The family emigrated to the United States in 1849, and Muir revisited Dunbar only once thereafter (in 1893), but kept in contact with relatives until his death in 1914. His connections with Dunbar were forgotten until the 1960s, when American enthusiasts began to turn up in Dunbar seeking information about their hero's roots. A small museum was created in the upper flat of the redeveloped and restored building under a private/public partnership in 1980, opening the following year. The museum has come under the ambit of a number of organisations. It was originally proposed to operate with a team of volunteer attendants, but operational matters were shortly assumed by East Lothian Tourist Board and continued until 1996. It then became the responsibility of East Lothian Council Museums Service, who now operate it for the present owner, the John Muir Birthplace Trust. The trust is a Scottish charity, formed in 1998 as a collaboration between East Lothian Council, the John Muir Trust, Dunbar's John Muir Association (relaunched in 2008 as the Friends of John Muir's Birthplace), and Dunbar Community Council, to preserve John Muir's birthplace and to turn it into a centre for study and interpretation of his work. The project started in 2002, and the centre opened to the public in August 2003. On 8 February 2012, the arrival of the 100,000th visitor was marked by a special presentation.

==Remembering John Muir==
The John Muir Trust is a charity which aims to protect wild land and wildlife and administers the John Muir Award scheme.
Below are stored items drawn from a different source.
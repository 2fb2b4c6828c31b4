//! Shopfront JSON API Server

use std::process;

use salvo::{
    affix_state::inject,
    oapi::{
        OpenApi,
        security::{ApiKey, ApiKeyValue, SecurityScheme},
        swagger_ui::SwaggerUi,
    },
    prelude::*,
    trailing_slash::remove_slash,
};
use shopfront_app::{auth::ACCESS_COOKIE_NAME, context::AppContext};
use tracing::{error, info, warn};

use crate::{
    config::ServerConfig,
    observability::{Observability, metrics_handler},
    router::app_router,
    state::State,
};

#[cfg(not(target_env = "msvc"))]
use tikv_jemallocator::Jemalloc;

#[cfg(not(target_env = "msvc"))]
#[global_allocator]
static GLOBAL: Jemalloc = Jemalloc;

mod auth;
mod carts;
mod config;
mod errors;
mod extensions;
mod healthcheck;
mod observability;
mod orders;
mod responses;
mod router;
mod shutdown;
mod state;
#[cfg(test)]
mod test_helpers;

/// Shopfront JSON API Server entry point
#[tokio::main]
pub async fn main() {
    // Load configuration from .env and CLI arguments
    let config = ServerConfig::load().unwrap_or_else(|e| {
        #[expect(
            clippy::print_stderr,
            reason = "logging not initialized yet, must use eprintln for config errors"
        )]
        {
            eprintln!("Configuration error: {e}");
        }

        process::exit(1);
    });

    let observability = match Observability::init(&config) {
        Ok(observability) => observability,
        Err(init_error) => {
            #[expect(
                clippy::print_stderr,
                reason = "logging failed to initialize, must use eprintln"
            )]
            {
                eprintln!("Observability error: {init_error}");
            }

            process::exit(1);
        }
    };

    let missing_secrets = config.auth.missing_secrets();

    if !missing_secrets.is_empty() {
        warn!(
            missing = ?missing_secrets,
            "JWT secrets not configured, session endpoints will fail"
        );
    }

    let app = match AppContext::init(
        &config.database.mongodb_uri,
        &config.database.database,
        config.auth.jwt_settings(),
    )
    .await
    {
        Ok(app) => app,
        Err(init_error) => {
            error!("failed to initialize app context: {init_error}");

            observability.shutdown();
            process::exit(1);
        }
    };

    let addr = config.socket_addr();

    info!("Starting server on {addr}");

    // Bind server
    let listener = TcpListener::new(addr).bind().await;

    let router = Router::new()
        .hoop(observability.request_logging())
        .hoop(CatchPanic::new())
        .hoop(remove_slash())
        .hoop(inject(State::from_app_context(app.clone())))
        .push(app_router());

    let doc = OpenApi::new("Shopfront API", env!("CARGO_PKG_VERSION"))
        .add_security_scheme(
            "session_cookie",
            SecurityScheme::ApiKey(ApiKey::Cookie(ApiKeyValue::new(ACCESS_COOKIE_NAME))),
        )
        .merge_router(&router);

    let router = router
        .push(Router::with_path("metrics").get(metrics_handler))
        .push(doc.into_router("/api-doc/openapi.json"))
        .push(SwaggerUi::new("/api-doc/openapi.json").into_router("docs"));

    let server = Server::new(listener);

    let handle = server.handle();
    let grace = config.server.shutdown_grace();

    // Listen for shutdown signal
    tokio::spawn(async move {
        if let Err(error) = shutdown::listen(handle, grace).await {
            error!("failed to listen for shutdown signal: {error}");
        }
    });

    // Start serving requests
    server.serve(router).await;

    app.close().await;
    observability.shutdown();
}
The John Muir Way is a long distance footpath from Helensburgh to Dunbar. There is an older known footpath named John Muir Way from Musselburgh to Dunglass through East Lothian

The John Muir Country Park is situated in the Dunbar area.
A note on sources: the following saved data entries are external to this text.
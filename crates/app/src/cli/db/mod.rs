use clap::{Args, Subcommand};

mod init;

#[derive(Debug, Args)]
pub(crate) struct DbCommand {
    #[command(subcommand)]
    command: DbSubcommand,
}

#[derive(Debug, Subcommand)]
enum DbSubcommand {
    Init(init::InitArgs),
}

pub(crate) async fn run(command: DbCommand) -> Result<(), String> {
    match command.command {
        DbSubcommand::Init(args) => init::run(args).await,
    }
}
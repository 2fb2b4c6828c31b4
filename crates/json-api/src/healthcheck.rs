//! Shopfront JSON API Healthcheck Handler

use std::sync::Arc;

use salvo::{oapi::ToSchema, prelude::*};
use serde::{Deserialize, Serialize};
use tracing::error;

use crate::{extensions::*, state::State};

/// Healthcheck response
#[derive(Debug, Serialize, Deserialize, ToSchema)]
pub struct HealthResponse {
    /// Service status
    pub status: String,
}

/// Healthcheck handler
///
/// Returns `ok` while the store answers pings, `unavailable` with a 503 otherwise.
#[endpoint(
    tags("health"),
    summary = "Health check endpoint",
    responses(
        (status_code = StatusCode::OK, description = "Service healthy"),
        (status_code = StatusCode::SERVICE_UNAVAILABLE, description = "Store unreachable"),
    ),
)]
pub(crate) async fn handler(depot: &mut Depot, res: &mut Response) -> Json<HealthResponse> {
    let reachable = match depot.obtain_or_500::<Arc<State>>() {
        Ok(state) => state
            .app
            .ping()
            .await
            .inspect_err(|source| error!("store ping failed: {source}"))
            .is_ok(),
        Err(_missing) => false,
    };

    if !reachable {
        res.status_code(StatusCode::SERVICE_UNAVAILABLE);

        return Json(HealthResponse {
            status: "unavailable".to_string(),
        });
    }

    Json(HealthResponse {
        status: "ok".to_string(),
    })
}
In Martinez, California, United States is the John Muir National Historic Site, consisting mainly of John Muir's home, plus a portion of his orchards. There is also the John Muir Memorial site not far from the Historic Site that is composed of a statue of John Muir on a rock surrounded by trees.

John Muir Day is celebrated every year on 21 April in California.

John Muir College at University of California - San Diego.